Na mão e contramão da história, entre humanos de todos os tipos
Ana Maria Bahiana
A primeira (descontado o prólogo) e a última imagens de O Planeta dos Macacos- O Confronto (Dawn of the Planet of the Apes, Matt Reeves, 2014) são a mesma: um super close de Caesar, o líder dos símios que, no filme anterior desta iteração da franquia, libertou um bando de seus companheiros de espécie do cativeiro dos humanos.
Abrir um filme assim é uma ousadia tremenda – a imagem nos pede para aceitar um rosto não-humano como nosso igual e, mais que isso, como o protagonista de uma narrativa cinematográfica que, fora da animação, é dominada por nós, homo sapiens.É um risco brutal que nos diz, de cara, que o diretor Matt Reeves está jogando com todas as suas cartas, e veio para nos provocar, nos instigar, nos propor a ver um filme-diversão, um filme fantástico, como algo além de desculpa para duas horas no ar condicionado, comendo pipoca.
Quando vemos Caesar em extremo close-up, no final do filme, não há mais risco – e esse é um dos grandes triunfos de O Confronto. Graças a uma exemplar combinação de arte e tecnologia, do talento imenso de Andy Serkis e da genialidade dos animadores da Weta (e de mais três estúdios auxiliares de VFX), das excelentes escolhas de Reeves e da bela articulação do roteiro, há muito abraçamos Caesar e seus companheiros de tribo como personagens completos e complexos. A possível estranheza de ver um filme protagonizado por não-humanos desde o começo – algo que nem Avatar, que primeiro propôs esse conceito, deve coragem de fazer – desfaz-se com tamanha rapidez que, não demora nada, são os atores humanos que parecem fora do lugar.
O que é exatamente a ideia central de O Confronto. Dez anos depois dos eventos do filme anterior, de 2011 (aconselho ver antes deste) o mesmo vírus que tornou os símios capazes de saltar algumas etapas na escala da evolução dizimou a população humana do planeta. Núcleos de refugiados vivem em condições precárias no que restou das grandes cidades, enquanto nas florestas do norte da Califórnia, Caesar (Serkis) comanda uma vasta população símia capaz de comunicação, artefatos, estratégia, cultura, política e organização social.

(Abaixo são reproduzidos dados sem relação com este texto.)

//! Decimal (EXI 1.0 §7.1.3).
//!
//! Boolean sign, integral part as unsigned integer, then the fractional digits
//! in reverse order as unsigned integer. Reversal keeps leading fraction zeros:
//! `1.05` stores fraction `50`. Trailing fraction zeros are not significant.

use core::fmt;

use crate::bitstream::{BitReader, BitWriter};
use crate::{Error, Result, boolean, unsigned_integer};

#[derive(Debug, Clone, Copy, PartialEq, Eq, Hash, Default)]
pub struct Decimal {
    /// Sign; `true` for negative values including minus zero.
    pub negative: bool,
    pub integral: u64,
    /// Fractional digits, reversed.
    pub fraction_reversed: u64,
}

impl Decimal {
    /// Parses the lexical space of `xs:decimal`.
    ///
    /// More than 19 integral or fractional digits do not fit the 64-bit parts
    /// and give [`Error::InvalidValue`]; the value is never approximated.
    pub fn parse_lexical(s: &str) -> Result<Self> {
        let invalid = || Error::InvalidValue(format!("invalid decimal '{s}'"));
        let t = s.trim();
        let (negative, t) = match t.as_bytes().first() {
            Some(b'-') => (true, &t[1..]),
            Some(b'+') => (false, &t[1..]),
            _ => (false, t),
        };
        let (int_part, frac_part) = t.split_once('.').unwrap_or((t, ""));
        if int_part.is_empty() && frac_part.is_empty() {
            return Err(invalid());
        }
        if !int_part.bytes().chain(frac_part.bytes()).all(|c| c.is_ascii_digit()) {
            return Err(invalid());
        }
        let integral = if int_part.is_empty() { 0 } else { int_part.parse::<u64>().map_err(|_| invalid())? };
        let frac = frac_part.trim_end_matches('0');
        let reversed: String = frac.chars().rev().collect();
        let fraction_reversed = if reversed.is_empty() { 0 } else { reversed.parse::<u64>().map_err(|_| invalid())? };
        Ok(Decimal { negative, integral, fraction_reversed })
    }
}

impl fmt::Display for Decimal {
    fn fmt(&self, f: &mut fmt::Formatter<'_>) -> fmt::Result {
        if self.negative {
            f.write_str("-")?;
        }
        write!(f, "{}", self.integral)?;
        if self.fraction_reversed != 0 {
            let digits: String = self.fraction_reversed.to_string().chars().rev().collect();
            write!(f, ".{digits}")?;
        }
        Ok(())
    }
}

pub fn encode(writer: &mut BitWriter, value: Decimal, byte_aligned: bool) {
    boolean::encode(writer, value.negative, byte_aligned);
    unsigned_integer::encode(writer, value.integral);
    unsigned_integer::encode(writer, value.fraction_reversed);
}

pub fn decode(reader: &mut BitReader, byte_aligned: bool) -> Result<Decimal> {
    let negative = boolean::decode(reader, byte_aligned)?;
    let integral = unsigned_integer::decode(reader)?;
    let fraction_reversed = unsigned_integer::decode(reader)?;
    Ok(Decimal { negative, integral, fraction_reversed })
}

#[cfg(test)]
mod tests {
    use super::*;

    fn round_trip(value: Decimal) -> Decimal {
        let mut w = BitWriter::new();
        encode(&mut w, value, false);
        let data = w.into_vec();
        decode(&mut BitReader::new(&data), false).unwrap()
    }

    #[test]
    fn fraction_is_reversed() {
        let d = Decimal::parse_lexical("12.34").unwrap();
        assert_eq!(d, Decimal { negative: false, integral: 12, fraction_reversed: 43 });
        assert_eq!(round_trip(d), d);
        assert_eq!(d.to_string(), "12.34");
    }

    #[test]
    fn leading_fraction_zeros_survive() {
        let d = Decimal::parse_lexical("1.05").unwrap();
        assert_eq!(d.fraction_reversed, 50);
        assert_eq!(d.to_string(), "1.05");
    }

    #[test]
    fn trailing_fraction_zeros_dropped() {
        assert_eq!(Decimal::parse_lexical("3.100").unwrap().to_string(), "3.1");
        assert_eq!(Decimal::parse_lexical("7.").unwrap().to_string(), "7");
        assert_eq!(Decimal::parse_lexical(".5").unwrap().to_string(), "0.5");
    }

    #[test]
    fn negative_and_minus_zero() {
        let d = Decimal::parse_lexical("-5.6").unwrap();
        assert!(d.negative);
        assert_eq!(round_trip(d).to_string(), "-5.6");
        assert_eq!(round_trip(Decimal::parse_lexical("-0").unwrap()).to_string(), "-0");
    }

    #[test]
    fn no_silent_approximation() {
        assert!(Decimal::parse_lexical("123456789012345678901234").is_err());
        assert!(Decimal::parse_lexical("0.12345678901234567890123").is_err());
        assert!(Decimal::parse_lexical("1,5").is_err());
        assert!(Decimal::parse_lexical("").is_err());
    }

    #[test]
    fn byte_aligned_sign() {
        let mut w = BitWriter::new();
        encode(&mut w, Decimal { negative: true, integral: 1, fraction_reversed: 5 }, true);
        assert_eq!(w.into_vec(), vec![0x01, 0x01, 0x05]);
    }
}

As necessidades dos refugiados de San Francisco – comandados por Dreyfus (Gary Oldman, competente como sempre) – colocarão os dois mundos em conflito, acelerando a narrativa que, em última instância, levará ao cenário desenhado no primeiro filme de todos, O Planeta dos Macacos, de 1968 (escrito por Rod “Além da Imaginação” Serling, dirigido por Franklin “Papillon” Schaffner e adaptado de um genial bestseller do mesmo nome, de Pierre Boulie, cujo universo continua alimentando a franquia.)
O Planeta dos Macacos-A Origem já tinha sido um filme da alegre categoria :''filme muito melhor do que precisava”, graças não apenas aos excelentes VFX mas também ao roteiro de Rick Jaffa e Amanda Silver (os mesmos de O Confronto) e à direção de Rupert Wyatt. Matt Reeves dirigiu um filme que me fez rir à revelia de suas intenções – Cloverfield – mas também assinou dois filmes que me disseram muito: The Pallbearer, de 1996, e Deixe-me Entrar, de 2010. Em todos eles (sim, inclusive Cloverfield) Reeves demonstrou seu talento em enquadrar e movimentar o olhar da câmera para contar muitas histórias ao mesmo tempo, coisa que faz aqui tantas vezes que é difícil até destacar uma – mas recomendo que prestem atenção numa cena de batalha que inclui o ponto de vista de um tanque, e que já seria extraordinária mesmo que todos os seus personagens fossem de carne e osso.
Parte do que faz O Confronto se destacar nas águas mornas desta temporada pipoca é a sensação extraordinária de estarmos vendo ao mesmo tempo a mão e a contramão da história humana: o nosso retrocesso paralelo à evolução dos novos humanóides que criamos à nossa semelhança, dando a eles um pedaço do que julgávamos, em nossa arrogância, ser nosso dom maior, a inteligência. “Eles não precisam de energia elétrica”, diz um personagem humano. Exatamente. No começo do filme Caesar nos olha na platéia como quem pergunta o que estamos fazendo ali. No final, ele nos olha para ver se ainda temos alguma dúvida.
Se você só tem tempo para ver um filme da temporada pipoca este ano, veja O Planeta dos Macacos- O Confronto.
E por favor – uma indicação para Andy Serkis, já!
O Planeta dos Macacos- O Confronto estréia aqui nesta sexta dia 11 e no Brasil dia 24 de julho.